START Input for this task

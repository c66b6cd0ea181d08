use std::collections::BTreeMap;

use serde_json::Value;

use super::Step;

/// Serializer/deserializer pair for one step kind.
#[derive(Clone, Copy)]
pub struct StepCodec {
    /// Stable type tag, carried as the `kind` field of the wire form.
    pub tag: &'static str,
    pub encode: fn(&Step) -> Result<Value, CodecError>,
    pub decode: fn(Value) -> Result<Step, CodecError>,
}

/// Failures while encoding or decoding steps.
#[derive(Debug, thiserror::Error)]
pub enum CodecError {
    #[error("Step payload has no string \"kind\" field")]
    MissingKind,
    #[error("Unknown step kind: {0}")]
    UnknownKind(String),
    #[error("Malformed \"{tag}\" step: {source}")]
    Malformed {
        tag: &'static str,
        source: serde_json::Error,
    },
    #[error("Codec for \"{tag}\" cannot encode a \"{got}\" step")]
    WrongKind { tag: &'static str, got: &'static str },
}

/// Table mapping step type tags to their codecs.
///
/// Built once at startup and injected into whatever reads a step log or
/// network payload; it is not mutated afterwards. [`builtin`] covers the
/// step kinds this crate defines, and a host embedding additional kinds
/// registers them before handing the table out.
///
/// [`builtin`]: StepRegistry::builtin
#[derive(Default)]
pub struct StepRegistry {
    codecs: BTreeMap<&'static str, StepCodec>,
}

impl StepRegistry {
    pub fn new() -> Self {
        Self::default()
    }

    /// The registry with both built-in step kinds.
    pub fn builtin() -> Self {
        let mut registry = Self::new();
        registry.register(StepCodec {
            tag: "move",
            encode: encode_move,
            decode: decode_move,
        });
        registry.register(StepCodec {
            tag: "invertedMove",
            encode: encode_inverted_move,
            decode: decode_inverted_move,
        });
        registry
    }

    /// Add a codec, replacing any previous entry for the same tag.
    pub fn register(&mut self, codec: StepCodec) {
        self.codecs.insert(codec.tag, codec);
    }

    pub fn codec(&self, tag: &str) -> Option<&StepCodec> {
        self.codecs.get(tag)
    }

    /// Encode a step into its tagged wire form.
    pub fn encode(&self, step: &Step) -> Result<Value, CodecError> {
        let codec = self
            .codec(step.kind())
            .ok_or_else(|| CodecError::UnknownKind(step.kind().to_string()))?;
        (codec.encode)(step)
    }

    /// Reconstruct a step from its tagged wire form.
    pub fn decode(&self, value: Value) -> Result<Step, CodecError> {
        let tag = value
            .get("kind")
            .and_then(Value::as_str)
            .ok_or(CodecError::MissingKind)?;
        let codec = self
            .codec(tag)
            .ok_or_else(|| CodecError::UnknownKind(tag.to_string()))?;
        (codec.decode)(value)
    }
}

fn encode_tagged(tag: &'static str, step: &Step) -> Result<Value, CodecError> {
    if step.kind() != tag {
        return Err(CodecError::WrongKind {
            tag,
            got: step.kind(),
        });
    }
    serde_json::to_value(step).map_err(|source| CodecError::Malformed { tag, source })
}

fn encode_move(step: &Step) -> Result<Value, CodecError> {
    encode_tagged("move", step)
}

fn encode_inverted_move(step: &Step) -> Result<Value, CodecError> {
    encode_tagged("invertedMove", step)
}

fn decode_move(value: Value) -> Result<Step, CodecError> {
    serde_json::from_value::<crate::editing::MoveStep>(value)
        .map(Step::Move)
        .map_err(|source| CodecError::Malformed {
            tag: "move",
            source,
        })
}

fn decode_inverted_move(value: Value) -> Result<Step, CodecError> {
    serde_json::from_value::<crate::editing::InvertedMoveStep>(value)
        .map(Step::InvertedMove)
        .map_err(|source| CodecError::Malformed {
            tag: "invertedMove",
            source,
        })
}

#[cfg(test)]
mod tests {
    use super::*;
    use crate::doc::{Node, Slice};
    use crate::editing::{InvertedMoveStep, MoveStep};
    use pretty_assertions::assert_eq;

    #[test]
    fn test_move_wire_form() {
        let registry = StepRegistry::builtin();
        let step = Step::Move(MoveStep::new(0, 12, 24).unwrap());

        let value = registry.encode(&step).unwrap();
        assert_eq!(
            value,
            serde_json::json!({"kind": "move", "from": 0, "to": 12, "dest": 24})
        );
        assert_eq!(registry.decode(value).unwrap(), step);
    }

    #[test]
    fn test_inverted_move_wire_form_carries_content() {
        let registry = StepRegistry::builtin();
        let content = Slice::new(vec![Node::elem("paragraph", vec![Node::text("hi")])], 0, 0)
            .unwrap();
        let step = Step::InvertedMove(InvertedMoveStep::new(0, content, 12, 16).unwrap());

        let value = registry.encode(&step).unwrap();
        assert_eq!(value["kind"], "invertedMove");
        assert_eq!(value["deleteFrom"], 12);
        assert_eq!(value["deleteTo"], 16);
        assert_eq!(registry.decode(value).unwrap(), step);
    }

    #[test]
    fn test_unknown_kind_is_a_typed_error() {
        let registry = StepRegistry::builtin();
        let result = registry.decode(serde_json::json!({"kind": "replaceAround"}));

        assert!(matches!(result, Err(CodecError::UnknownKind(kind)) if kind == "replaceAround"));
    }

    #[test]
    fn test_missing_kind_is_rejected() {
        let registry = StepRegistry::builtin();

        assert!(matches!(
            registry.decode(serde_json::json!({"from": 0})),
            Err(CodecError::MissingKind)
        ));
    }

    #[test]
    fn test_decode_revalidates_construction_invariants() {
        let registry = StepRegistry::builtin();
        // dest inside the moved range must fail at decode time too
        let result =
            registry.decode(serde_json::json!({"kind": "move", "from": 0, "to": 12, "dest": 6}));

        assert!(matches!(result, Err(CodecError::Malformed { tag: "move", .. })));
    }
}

END Input for this task
START Input for this task

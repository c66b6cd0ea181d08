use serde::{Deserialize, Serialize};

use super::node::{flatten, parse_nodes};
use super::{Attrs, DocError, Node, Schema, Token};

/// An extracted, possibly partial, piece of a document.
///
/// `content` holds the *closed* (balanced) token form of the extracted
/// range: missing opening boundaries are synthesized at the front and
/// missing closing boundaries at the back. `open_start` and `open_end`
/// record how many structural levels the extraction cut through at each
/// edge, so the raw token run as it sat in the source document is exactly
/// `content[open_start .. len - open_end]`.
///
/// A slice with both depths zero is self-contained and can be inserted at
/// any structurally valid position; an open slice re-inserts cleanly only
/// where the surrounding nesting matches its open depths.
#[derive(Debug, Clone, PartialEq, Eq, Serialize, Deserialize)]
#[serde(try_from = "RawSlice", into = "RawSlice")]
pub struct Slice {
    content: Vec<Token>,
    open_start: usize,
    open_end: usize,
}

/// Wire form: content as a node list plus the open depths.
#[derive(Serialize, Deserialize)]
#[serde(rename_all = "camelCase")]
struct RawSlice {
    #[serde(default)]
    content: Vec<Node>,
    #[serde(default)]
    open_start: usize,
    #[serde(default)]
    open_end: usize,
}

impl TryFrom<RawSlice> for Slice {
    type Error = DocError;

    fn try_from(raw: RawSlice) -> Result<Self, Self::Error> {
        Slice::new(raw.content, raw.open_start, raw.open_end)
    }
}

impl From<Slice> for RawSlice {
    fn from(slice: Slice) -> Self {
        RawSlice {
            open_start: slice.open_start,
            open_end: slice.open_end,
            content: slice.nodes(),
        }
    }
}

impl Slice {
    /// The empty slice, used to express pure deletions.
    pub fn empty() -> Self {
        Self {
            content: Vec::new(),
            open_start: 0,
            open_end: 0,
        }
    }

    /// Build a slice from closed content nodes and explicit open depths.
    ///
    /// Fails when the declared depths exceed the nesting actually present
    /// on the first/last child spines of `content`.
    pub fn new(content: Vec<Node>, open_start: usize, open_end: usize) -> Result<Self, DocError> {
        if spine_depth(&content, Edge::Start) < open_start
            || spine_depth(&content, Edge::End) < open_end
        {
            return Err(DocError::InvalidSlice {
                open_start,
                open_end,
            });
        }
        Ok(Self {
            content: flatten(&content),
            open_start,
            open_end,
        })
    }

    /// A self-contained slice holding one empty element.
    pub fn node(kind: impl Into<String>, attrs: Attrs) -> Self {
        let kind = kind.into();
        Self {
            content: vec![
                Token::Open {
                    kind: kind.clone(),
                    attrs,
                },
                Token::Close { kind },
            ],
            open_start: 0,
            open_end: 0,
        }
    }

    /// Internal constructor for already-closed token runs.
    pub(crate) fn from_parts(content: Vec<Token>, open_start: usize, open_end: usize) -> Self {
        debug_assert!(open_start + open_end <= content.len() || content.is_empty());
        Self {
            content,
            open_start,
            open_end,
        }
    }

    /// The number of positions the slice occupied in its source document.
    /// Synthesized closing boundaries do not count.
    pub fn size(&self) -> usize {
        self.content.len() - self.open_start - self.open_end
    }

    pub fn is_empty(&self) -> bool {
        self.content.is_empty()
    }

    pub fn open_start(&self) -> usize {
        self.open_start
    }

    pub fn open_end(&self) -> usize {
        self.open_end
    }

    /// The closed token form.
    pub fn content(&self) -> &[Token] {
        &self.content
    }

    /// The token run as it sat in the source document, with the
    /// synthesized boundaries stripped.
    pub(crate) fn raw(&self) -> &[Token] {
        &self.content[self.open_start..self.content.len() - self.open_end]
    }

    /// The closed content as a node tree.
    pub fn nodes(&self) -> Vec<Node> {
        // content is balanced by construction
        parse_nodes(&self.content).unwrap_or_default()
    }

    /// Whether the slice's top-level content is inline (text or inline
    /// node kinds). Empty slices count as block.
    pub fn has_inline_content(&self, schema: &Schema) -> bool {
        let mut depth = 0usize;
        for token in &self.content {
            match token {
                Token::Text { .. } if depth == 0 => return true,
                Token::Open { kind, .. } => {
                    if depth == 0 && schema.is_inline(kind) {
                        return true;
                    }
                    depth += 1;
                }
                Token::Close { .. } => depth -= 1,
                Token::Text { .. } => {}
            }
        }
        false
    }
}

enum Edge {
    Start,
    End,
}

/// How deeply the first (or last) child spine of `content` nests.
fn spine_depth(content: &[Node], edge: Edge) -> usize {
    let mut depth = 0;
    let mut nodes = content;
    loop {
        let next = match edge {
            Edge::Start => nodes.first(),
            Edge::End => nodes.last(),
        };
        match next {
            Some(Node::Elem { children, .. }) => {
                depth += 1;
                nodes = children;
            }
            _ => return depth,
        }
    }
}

END Input for this task

Scan the material for "derive" and copy the lines that hold it.

#[derive(Clone, Copy)]
#[derive(Debug, thiserror::Error)]
#[derive(Default)]
#[derive(Debug, Clone, PartialEq, Eq, Serialize, Deserialize)]
#[derive(Serialize, Deserialize)]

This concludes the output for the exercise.